(Stored dataset items)
-*-*-

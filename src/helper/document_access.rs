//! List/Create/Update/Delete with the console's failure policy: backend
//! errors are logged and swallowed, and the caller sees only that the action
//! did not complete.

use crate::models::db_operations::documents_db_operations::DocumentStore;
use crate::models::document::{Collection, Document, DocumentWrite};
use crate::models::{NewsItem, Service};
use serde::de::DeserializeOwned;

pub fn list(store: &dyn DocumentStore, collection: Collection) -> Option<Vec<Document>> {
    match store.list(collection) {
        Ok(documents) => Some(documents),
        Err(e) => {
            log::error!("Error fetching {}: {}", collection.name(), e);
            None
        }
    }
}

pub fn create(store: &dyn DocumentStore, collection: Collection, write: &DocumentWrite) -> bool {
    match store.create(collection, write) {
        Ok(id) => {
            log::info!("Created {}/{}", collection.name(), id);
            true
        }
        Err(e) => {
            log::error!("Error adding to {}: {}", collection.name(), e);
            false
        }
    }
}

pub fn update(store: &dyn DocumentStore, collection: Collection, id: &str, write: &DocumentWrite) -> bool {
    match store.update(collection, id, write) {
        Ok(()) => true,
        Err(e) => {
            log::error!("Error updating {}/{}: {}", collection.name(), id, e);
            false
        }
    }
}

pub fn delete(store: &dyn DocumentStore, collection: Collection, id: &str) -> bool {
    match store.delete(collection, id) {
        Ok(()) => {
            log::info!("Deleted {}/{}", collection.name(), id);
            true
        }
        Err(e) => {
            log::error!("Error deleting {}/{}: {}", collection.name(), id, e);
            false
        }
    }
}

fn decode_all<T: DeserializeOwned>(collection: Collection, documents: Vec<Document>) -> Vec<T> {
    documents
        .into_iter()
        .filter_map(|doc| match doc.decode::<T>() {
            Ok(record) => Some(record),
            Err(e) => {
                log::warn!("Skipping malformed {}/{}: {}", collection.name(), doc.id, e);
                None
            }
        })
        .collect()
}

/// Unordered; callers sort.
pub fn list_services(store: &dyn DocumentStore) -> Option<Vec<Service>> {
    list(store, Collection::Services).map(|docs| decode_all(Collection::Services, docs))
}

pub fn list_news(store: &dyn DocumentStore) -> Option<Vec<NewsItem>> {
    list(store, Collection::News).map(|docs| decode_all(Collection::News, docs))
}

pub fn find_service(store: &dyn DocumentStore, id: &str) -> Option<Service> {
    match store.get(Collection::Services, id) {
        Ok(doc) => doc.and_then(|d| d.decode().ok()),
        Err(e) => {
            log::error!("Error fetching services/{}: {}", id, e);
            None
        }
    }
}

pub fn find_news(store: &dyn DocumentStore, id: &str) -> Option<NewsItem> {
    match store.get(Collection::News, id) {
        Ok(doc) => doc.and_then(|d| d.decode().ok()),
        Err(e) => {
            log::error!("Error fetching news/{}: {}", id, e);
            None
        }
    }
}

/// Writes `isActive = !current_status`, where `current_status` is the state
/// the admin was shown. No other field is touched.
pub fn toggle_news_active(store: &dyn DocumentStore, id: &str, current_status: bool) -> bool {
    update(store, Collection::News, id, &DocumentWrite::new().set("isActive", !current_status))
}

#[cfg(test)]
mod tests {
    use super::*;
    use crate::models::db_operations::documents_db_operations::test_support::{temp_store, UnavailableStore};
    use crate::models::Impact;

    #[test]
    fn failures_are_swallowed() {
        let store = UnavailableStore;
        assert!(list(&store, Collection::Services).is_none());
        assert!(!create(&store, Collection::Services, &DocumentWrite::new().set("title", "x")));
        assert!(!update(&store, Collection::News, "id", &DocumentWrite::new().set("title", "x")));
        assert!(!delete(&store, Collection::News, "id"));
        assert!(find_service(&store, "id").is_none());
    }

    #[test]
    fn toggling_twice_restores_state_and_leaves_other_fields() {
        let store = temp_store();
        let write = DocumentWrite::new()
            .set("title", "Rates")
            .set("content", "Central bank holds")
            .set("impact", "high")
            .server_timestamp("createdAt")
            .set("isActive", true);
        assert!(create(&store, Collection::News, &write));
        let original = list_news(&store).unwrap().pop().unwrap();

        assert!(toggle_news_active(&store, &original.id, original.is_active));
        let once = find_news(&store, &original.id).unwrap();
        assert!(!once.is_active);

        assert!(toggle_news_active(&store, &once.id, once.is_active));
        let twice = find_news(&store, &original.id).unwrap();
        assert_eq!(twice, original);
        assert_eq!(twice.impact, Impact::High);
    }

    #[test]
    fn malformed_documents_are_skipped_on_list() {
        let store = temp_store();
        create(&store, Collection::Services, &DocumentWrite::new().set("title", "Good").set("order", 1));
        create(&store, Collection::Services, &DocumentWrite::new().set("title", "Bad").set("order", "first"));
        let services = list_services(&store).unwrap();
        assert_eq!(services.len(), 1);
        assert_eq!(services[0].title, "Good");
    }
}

-*-*-

▶ EXERCISE: Reproduce all the records shown above, unchanged.

▶ ANSWER TO THIS PROBLEM:
filename src/helper/document_access.rs
//! List/Create/Update/Delete with the console's failure policy: backend
//! errors are logged and swallowed, and the caller sees only that the action
//! did not complete.

use crate::models::db_operations::documents_db_operations::DocumentStore;
use crate::models::document::{Collection, Document, DocumentWrite};
use crate::models::{NewsItem, Service};
use serde::de::DeserializeOwned;

pub fn list(store: &dyn DocumentStore, collection: Collection) -> Option<Vec<Document>> {
    match store.list(collection) {
        Ok(documents) => Some(documents),
        Err(e) => {
            log::error!("Error fetching {}: {}", collection.name(), e);
            None
        }
    }
}

pub fn create(store: &dyn DocumentStore, collection: Collection, write: &DocumentWrite) -> bool {
    match store.create(collection, write) {
        Ok(id) => {
            log::info!("Created {}/{}", collection.name(), id);
            true
        }
        Err(e) => {
            log::error!("Error adding to {}: {}", collection.name(), e);
            false
        }
    }
}

pub fn update(store: &dyn DocumentStore, collection: Collection, id: &str, write: &DocumentWrite) -> bool {
    match store.update(collection, id, write) {
        Ok(()) => true,
        Err(e) => {
            log::error!("Error updating {}/{}: {}", collection.name(), id, e);
            false
        }
    }
}

pub fn delete(store: &dyn DocumentStore, collection: Collection, id: &str) -> bool {
    match store.delete(collection, id) {
        Ok(()) => {
            log::info!("Deleted {}/{}", collection.name(), id);
            true
        }
        Err(e) => {
            log::error!("Error deleting {}/{}: {}", collection.name(), id, e);
            false
        }
    }
}

fn decode_all<T: DeserializeOwned>(collection: Collection, documents: Vec<Document>) -> Vec<T> {
    documents
        .into_iter()
        .filter_map(|doc| match doc.decode::<T>() {
            Ok(record) => Some(record),
            Err(e) => {
                log::warn!("Skipping malformed {}/{}: {}", collection.name(), doc.id, e);
                None
            }
        })
        .collect()
}

/// Unordered; callers sort.
pub fn list_services(store: &dyn DocumentStore) -> Option<Vec<Service>> {
    list(store, Collection::Services).map(|docs| decode_all(Collection::Services, docs))
}

pub fn list_news(store: &dyn DocumentStore) -> Option<Vec<NewsItem>> {
    list(store, Collection::News).map(|docs| decode_all(Collection::News, docs))
}

pub fn find_service(store: &dyn DocumentStore, id: &str) -> Option<Service> {
    match store.get(Collection::Services, id) {
        Ok(doc) => doc.and_then(|d| d.decode().ok()),
        Err(e) => {
            log::error!("Error fetching services/{}: {}", id, e);
            None
        }
    }
}

pub fn find_news(store: &dyn DocumentStore, id: &str) -> Option<NewsItem> {
    match store.get(Collection::News, id) {
        Ok(doc) => doc.and_then(|d| d.decode().ok()),
        Err(e) => {
            log::error!("Error fetching news/{}: {}", id, e);
            None
        }
    }
}

/// Writes `isActive = !current_status`, where `current_status` is the state
/// the admin was shown. No other field is touched.
pub fn toggle_news_active(store: &dyn DocumentStore, id: &str, current_status: bool) -> bool {
    update(store, Collection::News, id, &DocumentWrite::new().set("isActive", !current_status))
}

#[cfg(test)]
mod tests {
    use super::*;
    use crate::models::db_operations::documents_db_operations::test_support::{temp_store, UnavailableStore};
    use crate::models::Impact;

    #[test]
    fn failures_are_swallowed() {
        let store = UnavailableStore;
        assert!(list(&store, Collection::Services).is_none());
        assert!(!create(&store, Collection::Services, &DocumentWrite::new().set("title", "x")));
        assert!(!update(&store, Collection::News, "id", &DocumentWrite::new().set("title", "x")));
        assert!(!delete(&store, Collection::News, "id"));
        assert!(find_service(&store, "id").is_none());
    }

    #[test]
    fn toggling_twice_restores_state_and_leaves_other_fields() {
        let store = temp_store();
        let write = DocumentWrite::new()
            .set("title", "Rates")
            .set("content", "Central bank holds")
            .set("impact", "high")
            .server_timestamp("createdAt")
            .set("isActive", true);
        assert!(create(&store, Collection::News, &write));
        let original = list_news(&store).unwrap().pop().unwrap();

        assert!(toggle_news_active(&store, &original.id, original.is_active));
        let once = find_news(&store, &original.id).unwrap();
        assert!(!once.is_active);

        assert!(toggle_news_active(&store, &once.id, once.is_active));
        let twice = find_news(&store, &original.id).unwrap();
        assert_eq!(twice, original);
        assert_eq!(twice.impact, Impact::High);
    }

    #[test]
    fn malformed_documents_are_skipped_on_list() {
        let store = temp_store();
        create(&store, Collection::Services, &DocumentWrite::new().set("title", "Good").set("order", 1));
        create(&store, Collection::Services, &DocumentWrite::new().set("title", "Bad").set("order", "first"));
        let services = list_services(&store).unwrap();
        assert_eq!(services.len(), 1);
        assert_eq!(services[0].title, "Good");
    }
}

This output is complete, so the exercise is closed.